Providing both word count and character count constraints simultaneously degrades compliance on both metrics compared to single-constraint baselines, and incompatible pairs force the model to prioritize one constraint over the other.
Prior experiments tested word count and character count independently with near-perfect results at certain targets. This tests what happens when both are specified simultaneously, including deliberately impossible combinations.
54 completions: 6 constraint pairs × 3 topics × 3 runs.

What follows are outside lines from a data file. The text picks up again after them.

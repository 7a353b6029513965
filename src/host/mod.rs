//! Host-side certificate enumeration.

pub mod export;
pub mod powershell;

use crate::cert::Encoding;
use crate::utils::errors::Result;
use chrono::{DateTime, Utc};

pub use export::{read_export_dir, ExportDirectoryReader};
pub use powershell::PowerShellStoreReader;

/// One certificate as exported by the host, before any processing
#[derive(Debug, Clone, PartialEq, Eq)]
pub struct RawCertificate {
    pub raw_bytes: Vec<u8>,
    pub encoding_hint: Encoding,
    pub subject: Option<String>,
    pub issuer: Option<String>,
    pub not_after: Option<DateTime<Utc>>,
    pub source: String,
}

/// Source of host root certificates.
///
/// Implementations return every certificate they could read. An unreachable
/// or empty export is an `Extraction` error.
pub trait HostStoreReader {
    fn list_root_certificates(&self) -> Result<Vec<RawCertificate>>;
}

Compatible pairs (5.6 chars/word, close to natural English): 100w/560c, 500w/2800c, 1000w/5600c
Incompatible pairs (physically impossible ratios): 500w/1000c (2.0 cpw), 100w/5000c (50.0 cpw), 1000w/2000c (2.0 cpw)
Prompt: "Write exactly {words} words and exactly {chars} characters about: {topic}"
- Model: gpt-oss-120b via Cerebras API (free tier)
- Temperature: 1.0, top_p: 0.95, max_completion_tokens: 65000
CONFIRMED
Adding a second constraint degrades compliance on both metrics. For compatible pairs at 100 words, degradation is minimal (+1.04pp mean word deviation), but at 1000 words it jumps to +68.69pp compared to single-constraint baselines.
Compatible pairs vs single-constraint baseline (word deviation):
| Target words | Single-constraint | Compound | Degradation |
|---|---|---|---|
| 100 | 0.07% | 1.11% | +1.04pp |
| 500 | 0.44% | 14.98% | +14.54pp |
| 1000 | 0.51% | 69.20% | +68.69pp |
Priority when constraints conflict: the model doesn't have a fixed word-vs-char priority. It gravitates toward whichever constraint is more natural for the output length it produces:
- 100w/5000c (impossible): 7/9 closer to words — the model writes ~100 words and ignores the impossible 5000-char target
- 1000w/2000c (impossible): 7/9 closer to chars — the model writes ~200 words near the char target, abandoning the word target
Two catastrophic outliers: one produced 112 words but 2,040,101 characters (massive padding to attempt the char target), another produced 27,803 words / 55,684 characters in a runaway generation maintaining exactly 2.0 chars/word.
The model maintains natural chars-per-word ratios (5.5-7.0) even when incompatible constraints demand impossible ratios. It picks one constraint to approximate and lets the other float.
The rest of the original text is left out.